Is there any way of having a less charged, tense Israel/Levant in general?

Is the situation between India and Pakistan thought to be less tense than the Middle East? Because if France collapsed into anarchy during/after World War I like Russia did, Britain might claim the whole area as a mandate. That could lead to division on more sensible ethnic lines, like on the Indian Subcontinent. It's not going to be hugs and puppies, but it will be a little less tense.
 
No Balfour declaration/failed Israel. Eliminating WWI, or preventing the Holocaust if there is WWI, could also help.

So long as you have people trying to take back land that isn't theirs through settlement and apartheid, there can be no peace in the region.

Giving us (Jews) the Holy Land was just asking for trouble from a Muslim (and Christian) population that also sees Jerusalem et. al as sacred.

Except for Mizrahim and some Sephardis, we hadn't lived there in nearly 2000 years. We have no justifiable claim on its land.
 
No Balfour declaration/failed Israel. Eliminating WWI, or preventing the Holocaust if there is WWI, could also help.

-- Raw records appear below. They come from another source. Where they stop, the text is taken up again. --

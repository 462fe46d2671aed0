//! Best-effort defaults for every question, computed ahead of
//! interactive resolution.
//!
//! Each question resolves in its own task: saved answer, else a validated
//! smart-default probe, else the static default, else an empty string.
//! Results land in a [`PrefillMap`] that the interactive walk blocks on.

use std::collections::{BTreeMap, HashMap};
use std::sync::{Arc, Condvar, Mutex};
use std::time::Duration;

use regex::Regex;
use tokio::task::JoinSet;
use tracing::{debug, warn};

use crate::process::run_probe;
use crate::store::Answers;

use super::question::{walk, Question};

/// Prefill values keyed by question id, shared between the probing tasks
/// and the interactive walk.
#[derive(Debug, Default)]
pub struct PrefillMap {
    values: Mutex<HashMap<String, String>>,
    published: Condvar,
}

impl PrefillMap {
    pub fn new() -> Arc<Self> {
        Arc::new(Self::default())
    }

    pub fn publish(&self, id: &str, value: String) {
        let mut values = self.values.lock().unwrap_or_else(|e| e.into_inner());
        values.insert(id.to_string(), value);
        self.published.notify_all();
    }

    pub fn get(&self, id: &str) -> Option<String> {
        self.values
            .lock()
            .unwrap_or_else(|e| e.into_inner())
            .get(id)
            .cloned()
    }

    /// Block the calling thread until `id` has been published.
    pub fn wait_for(&self, id: &str) -> String {
        let values = self.values.lock().unwrap_or_else(|e| e.into_inner());
        let values = self
            .published
            .wait_while(values, |v| !v.contains_key(id))
            .unwrap_or_else(|e| e.into_inner());
        values.get(id).cloned().unwrap_or_default()
    }

    /// Publish an empty value for every id that has none yet.
    pub fn fill_missing<'a>(&self, ids: impl IntoIterator<Item = &'a str>) {
        let mut values = self.values.lock().unwrap_or_else(|e| e.into_inner());
        for id in ids {
            values.entry(id.to_string()).or_default();
        }
        self.published.notify_all();
    }

    pub fn snapshot(&self) -> BTreeMap<String, String> {
        self.values
            .lock()
            .unwrap_or_else(|e| e.into_inner())
            .iter()
            .map(|(k, v)| (k.clone(), v.clone()))
            .collect()
    }
}

#[derive(Debug, Clone)]
pub struct PrefillResolver {
    saved: Answers,
    timeout: Duration,
}

impl PrefillResolver {
    pub fn new(saved: Answers, timeout: Duration) -> Self {
        Self { saved, timeout }
    }

    /// Resolve every question in the tree concurrently, publishing into
    /// `map` as each finishes. On return every id has an entry.
    pub async fn resolve(&self, questions: &[Question], map: Arc<PrefillMap>) {
        let mut all: Vec<Question> = Vec::new();
        walk(questions, &mut |q| all.push(q.clone()));
        let ids: Vec<String> = all.iter().map(|q| q.id.clone()).collect();

        let mut tasks = JoinSet::new();
        for question in all {
            let saved = self.saved.get(&question.id).cloned();
            let timeout = self.timeout;
            let map = map.clone();
            tasks.spawn(async move {
                let value = prefill(&question, saved, timeout).await;
                map.publish(&question.id, value);
            });
        }

        while let Some(joined) = tasks.join_next().await {
            if let Err(e) = joined {
                warn!(error = %e, "prefill task failed");
            }
        }

        map.fill_missing(ids.iter().map(String::as_str));
    }
}

/// Best default for one question.
pub async fn prefill(question: &Question, saved: Option<String>, timeout: Duration) -> String {
    if let Some(saved) = saved {
        return saved;
    }
    let fallback = question.default.clone().unwrap_or_default();
    if question.default_smart.is_empty() {
        return fallback;
    }

    let format = match question.format() {
        Ok(format) => format,
        Err(e) => {
            warn!(question = %question.id, error = %e, "invalid format rule");
            return fallback;
        }
    };
    match best_command_output(&question.default_smart, format.as_ref(), timeout).await {
        Some(output) => output,
        None => {
            debug!(question = %question.text, "no smart default, using static default");
            fallback
        }
    }
}

/// Run every candidate command concurrently and return the output of the
/// first one, in declared order, that succeeded and matches `regex`.
pub async fn best_command_output(
    commands: &[String],
    regex: Option<&Regex>,
    timeout: Duration,
) -> Option<String> {
    let mut handles: Vec<_> = commands
        .iter()
        .cloned()
        .map(|command| {
            tokio::spawn(async move { run_probe(&command, &BTreeMap::new(), timeout).await })
        })
        .collect();

    let mut chosen = None;
    for (command, handle) in commands.iter().zip(handles.iter_mut()) {
        let output = match handle.await {
            Ok(o) => o,
            Err(e) => {
                warn!(command = %command, error = %e, "probe task failed");
                continue;
            }
        };
        if !output.success {
            debug!(command = %command, stderr = %output.stderr.escape_debug(), "command failed");
        } else if regex.map_or(true, |re| re.is_match(&output.stdout)) {
            chosen = Some(output.stdout);
            break;
        } else {
            debug!(output = %output.stdout, "command result did not pass validation");
        }
    }

    for handle in &handles {
        handle.abort();
    }
    chosen
}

So long as you have people trying to take back land that isn't theirs through settlement and apartheid, there can be no peace in the region.

Giving us (Jews) the Holy Land was just asking for trouble from a Muslim (and Christian) population that also sees Jerusalem et. al as sacred.

Except for Mizrahim and some Sephardis, we hadn't lived there in nearly 2000 years. We have no justifiable claim on its land.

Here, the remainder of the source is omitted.